2. The Memory Hierarchy as a Latency Function¶
Treat memory access as a function latency(address, pattern, state). The hierarchy exists because a single technology cannot be simultaneously fast, large, and cheap. Each tier trades capacity for latency along a roughly logarithmic curve. The key insight is that the ratios between tiers — not the absolute values — are the stable knowledge, because ratios change far more slowly than absolute speeds.
The orders of magnitude are the headline. From L1 to DRAM is roughly 100×. From DRAM to NVMe is roughly 100–200×. From NVMe to a transcontinental round trip is another ~5,000×. The classic teaching trick — scale a CPU cycle to one second — makes the gulf visceral:
| Tier | Real latency | Scaled (1 cycle = 1 s) | Human analogy |
|---|---|---|---|
| L1 cache | ~1 ns | ~3 s | Grab a coffee on your desk |
| L2 cache | ~4 ns | ~13 s | Walk to the next room |
| L3 cache | ~12 ns | ~40 s | Walk to the kitchen |
| DRAM | ~100 ns | ~5 min | Drive across town |
| NVMe read | ~15 µs | ~14 hours | Cross-country flight |
| Disk seek | ~5 ms | ~6 months | Sail across an ocean |
| WAN RTT | ~100 ms | ~10 years | A childhood |
🎞️ See it animated: Colin Scott — Latency Numbers Every Programmer Should Know (interactive, by year)
The animation matters because it lets you slide the year and watch which numbers move and which stay pinned. Disk seek barely improves across two decades; SSD latency collapses; network RTT is essentially frozen because it is governed by physics, not Moore's Law.
3. Cache Lines, DRAM Physics, and Where the Nanoseconds Go¶
Why is L1 ~1 ns and DRAM ~100 ns? The answer is not "DRAM is slower silicon" — it is a stack of physical and architectural facts.
3.1 The cache line is the true unit of memory traffic¶
Memory is never moved one byte at a time. The hardware moves cache lines, almost universally 64 bytes on modern x86 and ARM. This single fact explains a huge fraction of real-world performance:
- A sequential scan touches one line per 64 bytes, so the amortized per-byte cost approaches DRAM bandwidth, not DRAM latency.

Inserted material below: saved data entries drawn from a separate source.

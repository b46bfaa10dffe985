//! Configuration loading and run options.
//!
//! Two layers:
//!
//! - [`Config`] — the TOML configuration file (`cmdlet-lint.toml` in the
//!   working directory by default). Every field carries a default so the
//!   file can be omitted entirely.
//! - [`Options`] — the validated per-run options handed to the evaluator
//!   and batch driver. Validation happens once, at batch start, before any
//!   command is evaluated.

use crate::aggregate::AggregationMode;
use crate::rule::SeverityFilter;
use std::path::{Path, PathBuf};
use std::time::Duration;
use thiserror::Error;

/// Hard ceiling on the configurable `max_parameters` threshold.
pub const MAX_PARAMETERS_LIMIT: u32 = 512;

/// Configuration errors, all rejected before evaluation starts.
#[derive(Debug, Error)]
pub enum ConfigError {
    #[error("config file not found: {0}")]
    NotFound(PathBuf),
    #[error("failed to read config {path}: {source}")]
    Read {
        path: PathBuf,
        source: std::io::Error,
    },
    #[error("failed to parse config {path}: {source}")]
    Parse {
        path: PathBuf,
        source: toml::de::Error,
    },
    #[error("max_parameters {0} is out of range (0..={MAX_PARAMETERS_LIMIT})")]
    MaxParametersOutOfRange(u32),
}

/// Main TOML configuration.
#[derive(Debug, Clone, Default, serde::Deserialize, serde::Serialize)]
#[serde(default)]
pub struct Config {
    /// Run defaults (severity inclusion, thresholds).
    pub run: RunConfig,
    /// Optional file overrides for the built-in registries.
    pub registry: RegistryConfig,
}

/// Run defaults, overridable from the CLI.
#[derive(Debug, Clone, serde::Deserialize, serde::Serialize)]
#[serde(default)]
pub struct RunConfig {
    /// Evaluate Optional-severity rules.
    pub include_optional: bool,
    /// Evaluate WorkInProgress-severity rules (implies `include_optional`).
    pub include_work_in_progress: bool,
    /// Parameter-count ceiling checked by the parameter-count rule.
    pub max_parameters: u32,
    /// Help-URI probe timeout in milliseconds.
    pub probe_timeout_ms: u64,
}

impl Default for RunConfig {
    fn default() -> Self {
        RunConfig {
            include_optional: false,
            include_work_in_progress: false,
            max_parameters: 30,
            probe_timeout_ms: 2000,
        }
    }
}

/// Paths to line-oriented registry files. Absent paths mean the built-in
/// lists apply.
#[derive(Debug, Clone, Default, serde::Deserialize, serde::Serialize)]
#[serde(default)]
pub struct RegistryConfig {
    /// One standard parameter name per line.
    pub standard_names: Option<PathBuf>,
    /// One approved verb per line.
    pub approved_verbs: Option<PathBuf>,
}

impl Config {
    /// Loads configuration from a TOML file.
    ///
    /// Resolution order:
    /// 1. If `path` is `Some`, load from that file (error if missing).
    /// 2. If `path` is `None`, try `cmdlet-lint.toml` in the current directory.
    /// 3. If that file does not exist either, return [`Config::default()`].
    pub fn load(path: Option<&Path>) -> Result<Config, ConfigError> {
        let config_path = if let Some(p) = path {
            if p.exists() {
                Some(p.to_path_buf())
            } else {
                return Err(ConfigError::NotFound(p.to_path_buf()));
            }
        } else {
            let default_path = Path::new("cmdlet-lint.toml");
            if default_path.exists() {
                Some(default_path.to_path_buf())
            } else {
                None
            }
        };

        match config_path {
            Some(path) => {
                let content =
                    std::fs::read_to_string(&path).map_err(|source| ConfigError::Read {
                        path: path.clone(),
                        source,
                    })?;
                toml::from_str(&content).map_err(|source| ConfigError::Parse { path, source })
            }
            None => Ok(Config::default()),
        }
    }

    /// Builds validated run [`Options`] from this configuration.
    pub fn options(&self, mode: AggregationMode) -> Result<Options, ConfigError> {
        Options {
            severity_filter: severity_filter(
                self.run.include_optional,
                self.run.include_work_in_progress,
            ),
            max_parameters: self.run.max_parameters,
            probe_timeout: Duration::from_millis(self.run.probe_timeout_ms),
            mode,
        }
        .validated()
    }
}

/// Maps the two inclusion toggles onto the ordered [`SeverityFilter`].
/// Including work-in-progress rules implies including optional ones.
pub fn severity_filter(include_optional: bool, include_work_in_progress: bool) -> SeverityFilter {
    if include_work_in_progress {
        SeverityFilter::IncludeWorkInProgress
    } else if include_optional {
        SeverityFilter::IncludeOptional
    } else {
        SeverityFilter::Required
    }
}

/// Validated per-run options shared read-only across a batch.
#[derive(Debug, Clone)]
pub struct Options {
    pub severity_filter: SeverityFilter,
    /// Ceiling for the parameter-count rule. Must be within
    /// `0..=`[`MAX_PARAMETERS_LIMIT`].
    pub max_parameters: u32,
    /// Timeout for one help-URI probe attempt.
    pub probe_timeout: Duration,
    /// Report shape produced by the aggregator.
    pub mode: AggregationMode,
}

impl Default for Options {
    fn default() -> Self {
        Options {
            severity_filter: SeverityFilter::Required,
            max_parameters: 30,
            probe_timeout: Duration::from_millis(2000),
            mode: AggregationMode::Boolean,
        }
    }
}

impl Options {
    /// Range-checks the options, consuming and returning them.
    ///
    /// # Errors
    ///
    /// [`ConfigError::MaxParametersOutOfRange`] when `max_parameters`
    /// exceeds [`MAX_PARAMETERS_LIMIT`].
    pub fn validated(self) -> Result<Self, ConfigError> {
        if self.max_parameters > MAX_PARAMETERS_LIMIT {
            return Err(ConfigError::MaxParametersOutOfRange(self.max_parameters));
        }
        Ok(self)
    }
}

- A pointer-chasing traversal (linked list, tree of small nodes) pays the full ~100 ns latency per node because each load depends on the previous one — the prefetcher cannot run ahead. This is why an array-backed structure can be 10× faster than a "theoretically equivalent" linked structure.
A back-of-envelope you should be able to do instantly: a 64-byte line at ~100 ns random latency but, say, 20 GB/s streaming bandwidth means random access is ~30× slower per byte than sequential. Data layout is performance.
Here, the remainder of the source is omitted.